**Problem to work on:** Set down, exactly as written, every line from the top of the records below to the line containing "use crate::error::CliError;", both ends included, and no others.
--- Data extract Enclosed Below ---
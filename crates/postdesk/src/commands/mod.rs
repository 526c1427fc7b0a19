//! Command dispatch: CLI args -> dashboard operations -> output formatting.

pub mod auth;
pub mod comments;
pub mod config_cmd;
pub mod portal;
pub mod posts;
pub mod prefs;
pub mod util;

use postdesk_core::Dashboard;

use crate::cli::{Command, GlobalOpts};
use crate::error::CliError;

/// Dispatch a session-bound command to its handler.
pub async fn dispatch(
    cmd: Command,
    dashboard: &Dashboard,
    global: &GlobalOpts,
) -> Result<(), CliError> {
    match cmd {
        Command::Login(args) => auth::login(dashboard, args, global).await,
        Command::Logout => auth::logout(dashboard, global),
        Command::Whoami => auth::whoami(dashboard, global).await,
        Command::Posts(args) => posts::handle(dashboard, args, global).await,
        Command::Comments(args) => comments::handle(dashboard, args, global).await,
        Command::Portal(args) => portal::handle(dashboard, args, global).await,
        Command::Prefs(args) => prefs::handle(dashboard, args, global),
        // Config and Completions are handled before dispatch
        Command::Config(_) | Command::Completions(_) => unreachable!(),
    }
}
// Public reader page. Page state is local to the page object, not part of
// the location, and nothing here touches the session.

use std::sync::atomic::{AtomicU32, Ordering};

use tracing::debug;

use postdesk_api::{Paginated, PortalClient, PublicPostDetail, PublicPostListItem};

use crate::error::CoreError;

#[derive(Debug)]
pub struct PublicPostsPage {
    client: PortalClient,
    page: AtomicU32,
}

impl PublicPostsPage {
    pub fn new(client: PortalClient) -> Self {
        Self {
            client,
            page: AtomicU32::new(1),
        }
    }

    pub fn page(&self) -> u32 {
        self.page.load(Ordering::Acquire)
    }

    /// Move to `page` (clamped to 1) and fetch it.
    pub async fn set_page(&self, page: u32) -> Result<Paginated<PublicPostListItem>, CoreError> {
        self.page.store(page.max(1), Ordering::Release);
        self.load().await
    }

    pub async fn load(&self) -> Result<Paginated<PublicPostListItem>, CoreError> {
        let page = self.page();
        debug!(page, "loading public posts");
        Ok(self.client.list_posts(page).await?)
    }

    pub async fn post(&self, id: i64) -> Result<PublicPostDetail, CoreError> {
        Ok(self.client.get_post(id).await?)
    }
}
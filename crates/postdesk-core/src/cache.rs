// ── Query cache ──
//
// Keyed cache of fetched pages. Entries go stale after `STALE_TIME` or
// when invalidated; a stale entry is refetched on the next read. Failed
// fetches are never cached and never retried here.

use std::fmt;
use std::future::Future;
use std::time::Duration;

use dashmap::DashMap;
use tokio::time::Instant;
use tracing::{debug, trace};

/// How long a fetched entry is served without refetching.
pub const STALE_TIME: Duration = Duration::from_secs(5 * 60);

/// Query key prefix for the dashboard post list.
pub const POSTS_LIST: &str = "posts-list";

/// Identity of a cached query: a resource prefix plus the page.
#[derive(Debug, Clone, PartialEq, Eq, Hash)]
pub struct QueryKey {
    pub prefix: &'static str,
    pub page: u32,
}

impl QueryKey {
    pub fn posts_list(page: u32) -> Self {
        Self {
            prefix: POSTS_LIST,
            page,
        }
    }
}

impl fmt::Display for QueryKey {
    fn fmt(&self, f: &mut fmt::Formatter<'_>) -> fmt::Result {
        write!(f, "{}[page={}]", self.prefix, self.page)
    }
}

#[derive(Debug, Clone)]
struct Entry<V> {
    value: V,
    fetched_at: Instant,
    invalidated: bool,
}

impl<V> Entry<V> {
    fn is_fresh(&self, stale_time: Duration) -> bool {
        !self.invalidated && self.fetched_at.elapsed() < stale_time
    }
}

/// Concurrent query cache.
#[derive(Debug)]
pub struct QueryCache<V> {
    entries: DashMap<QueryKey, Entry<V>>,
    stale_time: Duration,
}

impl<V: Clone> Default for QueryCache<V> {
    fn default() -> Self {
        Self::new(STALE_TIME)
    }
}

impl<V: Clone> QueryCache<V> {
    pub fn new(stale_time: Duration) -> Self {
        Self {
            entries: DashMap::new(),
            stale_time,
        }
    }

    /// Fresh cached value, if any.
    pub fn get(&self, key: &QueryKey) -> Option<V> {
        self.entries
            .get(key)
            .filter(|entry| entry.is_fresh(self.stale_time))
            .map(|entry| entry.value.clone())
    }

    pub fn insert(&self, key: QueryKey, value: V) {
        self.entries.insert(
            key,
            Entry {
                value,
                fetched_at: Instant::now(),
                invalidated: false,
            },
        );
    }

    /// Serve from cache when fresh, otherwise run `fetch` and store the
    /// result. Errors pass through untouched.
    pub async fn get_or_fetch<F, Fut, E>(&self, key: QueryKey, fetch: F) -> Result<V, E>
    where
        F: FnOnce() -> Fut,
        Fut: Future<Output = Result<V, E>>,
    {
        if let Some(value) = self.get(&key) {
            trace!(%key, "cache hit");
            return Ok(value);
        }
        debug!(%key, "cache miss, fetching");
        let value = fetch().await?;
        self.insert(key, value.clone());
        Ok(value)
    }

    /// Mark every entry under `prefix` stale. Returns how many were hit.
    pub fn invalidate(&self, prefix: &str) -> usize {
        let mut count = 0;
        for mut entry in self.entries.iter_mut() {
            if entry.key().prefix == prefix {
                entry.invalidated = true;
                count += 1;
            }
        }
        debug!(prefix, count, "invalidated queries");
        count
    }

    pub fn clear(&self) {
        self.entries.clear();
    }

    pub fn len(&self) -> usize {
        self.entries.len()
    }

    pub fn is_empty(&self) -> bool {
        self.entries.is_empty()
    }
}
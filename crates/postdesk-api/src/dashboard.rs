// Dashboard API endpoints
//
// Posts, comments, and the current user. Every call goes through
// `ApiClient::execute`, so all of them get the bearer header and the
// single refresh-retry.

use reqwest::Method;
use tracing::debug;

use crate::ApiSurface;
use crate::client::{ApiClient, RequestSpec};
use crate::error::Error;
use crate::models::{
    Comment, CommentCreate, Paginated, PostCreateUpdate, PostDetail, PostListItem, PostPatch,
    UserIdentity,
};
use crate::paths;

const POSTS: &str = "posts";
const COMMENTS: &str = "comments";

impl ApiClient {
    // ── Users ────────────────────────────────────────────────────────

    /// Fetch the identity behind the current access token.
    ///
    /// `GET /api/dashboard/users/me/`
    pub async fn current_user(&self) -> Result<UserIdentity, Error> {
        debug!("fetching current user");
        self.request_json(&RequestSpec::get(paths::CURRENT_USER))
            .await
    }

    // ── Posts ────────────────────────────────────────────────────────

    /// List one page of posts (newest first).
    ///
    /// `GET /api/v0/dashboard/posts/?page={page}`
    pub async fn list_posts(&self, page: u32) -> Result<Paginated<PostListItem>, Error> {
        debug!(page, "listing posts");
        let spec = RequestSpec::get(ApiSurface::Dashboard.collection(POSTS)).with_query("page", page);
        self.request_json(&spec).await
    }

    /// `GET /api/v0/dashboard/posts/{id}/`
    pub async fn get_post(&self, id: i64) -> Result<PostDetail, Error> {
        debug!(id, "fetching post");
        self.request_json(&RequestSpec::get(ApiSurface::Dashboard.item(POSTS, id)))
            .await
    }

    /// `POST /api/v0/dashboard/posts/`
    pub async fn create_post(&self, values: &PostCreateUpdate) -> Result<PostCreateUpdate, Error> {
        debug!(title = %values.title, "creating post");
        let spec = RequestSpec::new(Method::POST, ApiSurface::Dashboard.collection(POSTS))
            .with_json(values)?;
        self.request_json(&spec).await
    }

    /// Full replace. `PUT /api/v0/dashboard/posts/{id}/`
    pub async fn update_post(
        &self,
        id: i64,
        values: &PostCreateUpdate,
    ) -> Result<PostCreateUpdate, Error> {
        debug!(id, "replacing post");
        let spec =
            RequestSpec::new(Method::PUT, ApiSurface::Dashboard.item(POSTS, id)).with_json(values)?;
        self.request_json(&spec).await
    }

    /// Partial update. `PATCH /api/v0/dashboard/posts/{id}/`
    pub async fn patch_post(&self, id: i64, patch: &PostPatch) -> Result<PostCreateUpdate, Error> {
        debug!(id, "patching post");
        let spec =
            RequestSpec::new(Method::PATCH, ApiSurface::Dashboard.item(POSTS, id)).with_json(patch)?;
        self.request_json(&spec).await
    }

    /// `DELETE /api/v0/dashboard/posts/{id}/`
    pub async fn delete_post(&self, id: i64) -> Result<(), Error> {
        debug!(id, "deleting post");
        self.request_empty(&RequestSpec::delete(ApiSurface::Dashboard.item(POSTS, id)))
            .await
    }

    // ── Comments ─────────────────────────────────────────────────────

    /// `GET /api/v0/dashboard/comments/?page={page}`
    pub async fn list_comments(&self, page: u32) -> Result<Paginated<Comment>, Error> {
        debug!(page, "listing comments");
        let spec =
            RequestSpec::get(ApiSurface::Dashboard.collection(COMMENTS)).with_query("page", page);
        self.request_json(&spec).await
    }

    /// `GET /api/v0/dashboard/comments/{id}/`
    pub async fn get_comment(&self, id: i64) -> Result<Comment, Error> {
        debug!(id, "fetching comment");
        self.request_json(&RequestSpec::get(ApiSurface::Dashboard.item(COMMENTS, id)))
            .await
    }

    /// `POST /api/v0/dashboard/comments/`
    pub async fn create_comment(&self, comment: &CommentCreate) -> Result<CommentCreate, Error> {
        debug!(post = comment.post, "creating comment");
        let spec = RequestSpec::new(Method::POST, ApiSurface::Dashboard.collection(COMMENTS))
            .with_json(comment)?;
        self.request_json(&spec).await
    }

    /// `DELETE /api/v0/dashboard/comments/{id}/`
    pub async fn delete_comment(&self, id: i64) -> Result<(), Error> {
        debug!(id, "deleting comment");
        self.request_empty(&RequestSpec::delete(ApiSurface::Dashboard.item(COMMENTS, id)))
            .await
    }
}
--- End of Enclosed Data extract ---
**Task solution:**
filename crates/postdesk/src/commands/mod.rs
repository 526c1427fc7b0a19
//! Command dispatch: CLI args -> dashboard operations -> output formatting.

pub mod auth;
pub mod comments;
pub mod config_cmd;
pub mod portal;
pub mod posts;
pub mod prefs;
pub mod util;

use postdesk_core::Dashboard;

use crate::cli::{Command, GlobalOpts};
use crate::error::CliError;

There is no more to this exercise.